With over 600,000 applications on offer in the iOS App Store, Apple has found itself facing a growing problem of how to help users discover new software. The Cupertino, Calif., iPhone maker has recently put a pair of changes into effect to address the problem.
Both the App Store and the Mac App Store have begun promoting "Editors' Choice" apps prominently on their main pages, The Verge and The Next Web noticed on Thursday. The newly-released "Facebook Camera" app was one of the apps given the title on the App Store, while the "Cobook" smart address book application got the nod on the Mac App Store.

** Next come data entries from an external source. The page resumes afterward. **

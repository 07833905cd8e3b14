use std::io;
use std::net::SocketAddr;

use socket2::{Domain, Protocol, Socket, Type};
use tokio::net::UdpSocket;
use tracing::{debug, trace};

use crate::codec;
use crate::config::DEFAULT_MTU;
use crate::error::ProtoError;
use crate::fragment;
use crate::packet_header::{PacketHeader, CRC_SIZE, HEADER_SIZE};

pub const RECV_BUFFER_SIZE: usize = 64 * 1024;

/// Bind a UDP socket on all interfaces with SO_REUSEADDR set before bind.
pub async fn bind(port: u16) -> io::Result<UdpSocket> {
    let socket = Socket::new(Domain::IPV4, Type::DGRAM, Some(Protocol::UDP))?;
    socket.set_reuse_address(true)?;
    socket.bind(&SocketAddr::from(([0, 0, 0, 0], port)).into())?;
    socket.set_nonblocking(true)?;
    UdpSocket::from_std(socket.into())
}

/// Bind an ephemeral socket and connect it to the remote address, so plain
/// `send`/`recv` can be used instead of the addressed variants.
pub async fn connect(host: &str, port: u16) -> io::Result<UdpSocket> {
    let socket = UdpSocket::bind("0.0.0.0:0").await?;
    socket.connect((host, port)).await?;
    Ok(socket)
}

/// Serialize and send one packet. `to` is required for unconnected sockets.
///
/// A frame that would exceed the path MTU is split by the fragmenter and
/// sent as independent datagrams - it is never silently truncated.
pub async fn send(
    socket: &UdpSocket,
    header: &PacketHeader,
    payload: &[u8],
    to: Option<SocketAddr>,
) -> Result<usize, ProtoError> {
    let mtu = probe_mtu(socket);

    if HEADER_SIZE + payload.len() + CRC_SIZE > mtu as usize {
        if let Some(fragments) = fragment::split(header, payload, mtu)? {
            debug!("frame exceeds mtu {} - sending {} fragments", mtu, fragments.len());
            let mut written = 0;
            for frag in &fragments {
                written += send_datagram(socket, frag, to).await?;
            }
            return Ok(written);
        }
    }

    let buf = codec::serialize(header, payload)?;
    send_datagram(socket, &buf, to).await
}

async fn send_datagram(
    socket: &UdpSocket,
    buf: &[u8],
    to: Option<SocketAddr>,
) -> Result<usize, ProtoError> {
    let n = match to {
        Some(addr) => socket.send_to(buf, addr).await?,
        None => socket.send(buf).await?,
    };
    trace!("sent {} byte datagram", n);
    Ok(n)
}

/// Receive one datagram and decode it, returning the sender's address.
pub async fn recv(socket: &UdpSocket) -> Result<(PacketHeader, Vec<u8>, SocketAddr), ProtoError> {
    let mut buf = vec![0u8; RECV_BUFFER_SIZE];
    let (n, from) = socket.recv_from(&mut buf).await?;

    let (header, payload) = codec::deserialize(&buf[..n])?;
    Ok((header, payload, from))
}

/// Path MTU for the socket's connected route via getsockopt(IP_MTU).
/// Unconnected sockets and probe failures fall back to [`DEFAULT_MTU`].
#[cfg(target_os = "linux")]
pub fn probe_mtu(socket: &UdpSocket) -> u32 {
    use std::os::fd::AsRawFd;

    let mut mtu: libc::c_int = 0;
    let mut len = std::mem::size_of::<libc::c_int>() as libc::socklen_t;
    let rc = unsafe {
        libc::getsockopt(
            socket.as_raw_fd(),
            libc::IPPROTO_IP,
            libc::IP_MTU,
            &mut mtu as *mut libc::c_int as *mut libc::c_void,
            &mut len,
        )
    };

    if rc != 0 || mtu <= 0 {
        return DEFAULT_MTU;
    }
    mtu as u32
}

/// IP_MTU is not available on this platform; assume the default.
#[cfg(not(target_os = "linux"))]
pub fn probe_mtu(_socket: &UdpSocket) -> u32 {
    DEFAULT_MTU
}
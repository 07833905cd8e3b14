use std::io;
use std::net::SocketAddr;
use std::time::Duration;

use tokio::io::{AsyncRead, AsyncReadExt, AsyncWriteExt};
use tokio::net::{TcpListener, TcpSocket, TcpStream};
use tokio::sync::Mutex;
use tokio::time::timeout;
use tracing::{debug, trace};

use crate::codec;
use crate::error::ProtoError;
use crate::packet_header::{PacketHeader, CRC_SIZE, HEADER_SIZE};

const LISTEN_BACKLOG: u32 = 10;
const CONNECT_TIMEOUT: Duration = Duration::from_secs(10);

pub async fn listen(port: u16) -> io::Result<TcpListener> {
    let socket = TcpSocket::new_v4()?;
    socket.set_reuseaddr(true)?;
    socket.bind(SocketAddr::from(([0, 0, 0, 0], port)))?;
    socket.listen(LISTEN_BACKLOG)
}

pub async fn accept(listener: &TcpListener) -> io::Result<(TcpStream, SocketAddr)> {
    listener.accept().await
}

pub async fn connect(host: &str, port: u16) -> io::Result<TcpStream> {
    timeout(CONNECT_TIMEOUT, TcpStream::connect((host, port)))
        .await
        .map_err(|_| io::Error::new(io::ErrorKind::TimedOut, "connect timed out"))?
}

/// Serialize a packet and write the whole frame to the stream.
pub async fn send(
    stream: &mut TcpStream,
    header: &PacketHeader,
    payload: &[u8],
) -> Result<usize, ProtoError> {
    let buf = codec::serialize(header, payload)?;
    stream.write_all(&buf).await?;
    trace!("sent {} byte frame", buf.len());
    Ok(buf.len())
}

#[derive(Debug, Clone, Copy, PartialEq, Eq)]
enum RecvPhase {
    Idle,
    ReadingHeader,
    ReadingPayload,
    ReadingCrc,
    Ready,
}

struct RecvState<S> {
    stream: S,
    phase: RecvPhase,
    buffer: Vec<u8>,
    bytes_read: usize,
}

/// A framed receiver over a TCP byte stream.
///
/// TCP delivers bytes at arbitrary boundaries, so packet framing is recovered
/// by a small state machine: read the 24-byte header, learn `payload_len`
/// from it, grow the buffer once, then read payload and trailer. The state
/// lives behind a mutex so a single connection is driven by at most one
/// reader at a time; a cancelled `recv` leaves the machine mid-frame and the
/// next call resumes from the buffered bytes.
pub struct TcpConnection<S = TcpStream> {
    state: Mutex<RecvState<S>>,
}

impl<S: AsyncRead + Unpin> TcpConnection<S> {
    pub fn new(stream: S) -> TcpConnection<S> {
        TcpConnection {
            state: Mutex::new(RecvState {
                stream,
                phase: RecvPhase::Idle,
                buffer: Vec::new(),
                bytes_read: 0,
            }),
        }
    }

    /// Produce exactly one decoded packet, or an error.
    ///
    /// Zero bytes from the peer surfaces as `Eof`. Any I/O or codec error
    /// resets the machine to `Idle` before surfacing; the caller decides
    /// whether to keep the connection.
    pub async fn recv(&self) -> Result<(PacketHeader, Vec<u8>), ProtoError> {
        let mut state = self.state.lock().await;
        state.recv_packet().await
    }
}

impl<S: AsyncRead + Unpin> RecvState<S> {
    async fn recv_packet(&mut self) -> Result<(PacketHeader, Vec<u8>), ProtoError> {
        loop {
            match self.phase {
                RecvPhase::Idle => {
                    self.buffer.clear();
                    self.buffer.resize(HEADER_SIZE, 0);
                    self.bytes_read = 0;
                    self.phase = RecvPhase::ReadingHeader;
                }
                RecvPhase::ReadingHeader => {
                    if let Err(e) = self.fill_to(HEADER_SIZE).await {
                        return Err(self.abort(e));
                    }

                    let total = HEADER_SIZE + self.payload_len() + CRC_SIZE;
                    if self.buffer.len() < total {
                        self.buffer.resize(total, 0);
                    }
                    self.phase = RecvPhase::ReadingPayload;
                }
                RecvPhase::ReadingPayload => {
                    let target = HEADER_SIZE + self.payload_len();
                    if let Err(e) = self.fill_to(target).await {
                        return Err(self.abort(e));
                    }
                    self.phase = RecvPhase::ReadingCrc;
                }
                RecvPhase::ReadingCrc => {
                    let target = HEADER_SIZE + self.payload_len() + CRC_SIZE;
                    if let Err(e) = self.fill_to(target).await {
                        return Err(self.abort(e));
                    }
                    self.phase = RecvPhase::Ready;
                }
                RecvPhase::Ready => {
                    let result = codec::deserialize(&self.buffer[..self.bytes_read]);
                    self.phase = RecvPhase::Idle;
                    self.bytes_read = 0;

                    match result {
                        Ok(packet) => {
                            trace!("received {} byte payload", packet.1.len());
                            return Ok(packet);
                        }
                        Err(e) => {
                            debug!("dropping invalid frame: {}", e);
                            return Err(e);
                        }
                    }
                }
            }
        }
    }

    /// `payload_len` straight from the buffered header octets, valid once the
    /// header has been read completely.
    fn payload_len(&self) -> usize {
        u16::from_be_bytes([self.buffer[18], self.buffer[19]]) as usize
    }

    async fn fill_to(&mut self, target: usize) -> Result<(), ProtoError> {
        while self.bytes_read < target {
            let n = self.stream.read(&mut self.buffer[self.bytes_read..target]).await?;
            if n == 0 {
                return Err(ProtoError::Eof);
            }
            self.bytes_read += n;
        }
        Ok(())
    }

    fn abort(&mut self, e: ProtoError) -> ProtoError {
        self.phase = RecvPhase::Idle;
        self.bytes_read = 0;
        e
    }
}
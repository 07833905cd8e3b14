use bytes::{BufMut, BytesMut};
use crc::Crc;

use crate::error::ProtoError;
use crate::packet_header::{PacketHeader, CRC_SIZE, HEADER_SIZE, MAX_PAYLOAD_SIZE, MIN_PACKET_SIZE};
use crate::safe_converter::PrecheckedCast;

/// IEEE 802.3 reflected CRC32: poly 0xEDB88320, init 0xFFFFFFFF, xorout 0xFFFFFFFF.
const CRC32: Crc<u32> = Crc::<u32>::new(&crc::CRC_32_ISO_HDLC);

/// CRC over the header octets exactly as they appear on the wire (reserved
/// word included) concatenated with the payload.
pub fn crc32(header_bytes: &[u8], payload: &[u8]) -> u32 {
    let mut digest = CRC32.digest();
    digest.update(header_bytes);
    digest.update(payload);
    digest.finalize()
}

/// Assemble the full wire frame: header(24) | payload | crc32(4).
///
/// `payload_len` is stamped from the actual payload; the reserved word is
/// written as zero before the CRC is computed, so the CRC preimage is the
/// frame exactly as transmitted.
pub fn serialize(header: &PacketHeader, payload: &[u8]) -> Result<BytesMut, ProtoError> {
    if payload.len() > MAX_PAYLOAD_SIZE {
        return Err(ProtoError::PayloadTooLarge(payload.len()));
    }

    let mut wire_header = header.clone();
    wire_header.payload_len = payload.len().prechecked_cast();

    let mut buf = BytesMut::with_capacity(HEADER_SIZE + payload.len() + CRC_SIZE);
    wire_header.ser(&mut buf);
    buf.put_slice(payload);

    let crc = crc32(&buf[..HEADER_SIZE], payload);
    buf.put_u32(crc);

    Ok(buf)
}

/// Parse and validate a wire frame, returning the header and a copy of the payload.
pub fn deserialize(data: &[u8]) -> Result<(PacketHeader, Vec<u8>), ProtoError> {
    if data.len() < MIN_PACKET_SIZE {
        return Err(ProtoError::Truncated { needed: MIN_PACKET_SIZE, actual: data.len() });
    }

    let header = PacketHeader::deser(&mut &data[..])?;

    let payload_len = header.payload_len as usize;
    if HEADER_SIZE + payload_len + CRC_SIZE > data.len() {
        return Err(ProtoError::LengthOverflow { payload_len, packet_len: data.len() });
    }

    let payload = &data[HEADER_SIZE..HEADER_SIZE + payload_len];

    let trailer_offset = HEADER_SIZE + payload_len;
    let received = u32::from_be_bytes(
        data[trailer_offset..trailer_offset + CRC_SIZE]
            .try_into()
            .expect("slice has exactly four bytes"),
    );

    // the CRC preimage is the header as received, including any reserved bits
    let computed = crc32(&data[..HEADER_SIZE], payload);
    if received != computed {
        return Err(ProtoError::CrcMismatch { computed, received });
    }

    Ok((header, payload.to_vec()))
}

Alongside the curated app picks, Apple also appears to have initiated a new promotion as part of its App of the Week pick. The official App Store Twitter account sent out a message on Thursday publicizing "Cut the Rope: Experiments" as an App of the Week free download. Touch Arcade reports that, as far as it can tell, this is the first promotion of this kind from Apple.
Though it's not known whether Apple will continue to offer a free application each week, offer does join several other app discounts and promotions over the long Memorial Day weekend. Big-name studios and independent developers alike have slashed the prices of their software for the holiday.
Apple presumably has more features in the works to help its customers find the right apps. Earlier this year, the company acquired Chomp, an app search engine for iPhone, iPad and Android. In April, reports emerged that Chomp was no longer functioning on Android phones.
The accuracy of app rankings on the App Store have also been an area of concern for Apple. Last year, the Top App lists underwent a reordering after the company quietly changed its ranking system. Apple warned developers against using advertising services that guarantee placement on the App Store's charts.
"Even if you are not personally engaged in manipulating App Store chart rankings or user reviews, employing services that do so on your behalf may result in the loss of your Apple Developer Program membership," the company said in a note.
Some developers have reported being approached by companies offering to use a "bot farm" to fraudulently pump up downloads for an app to push it into the App Store's Top 25 list.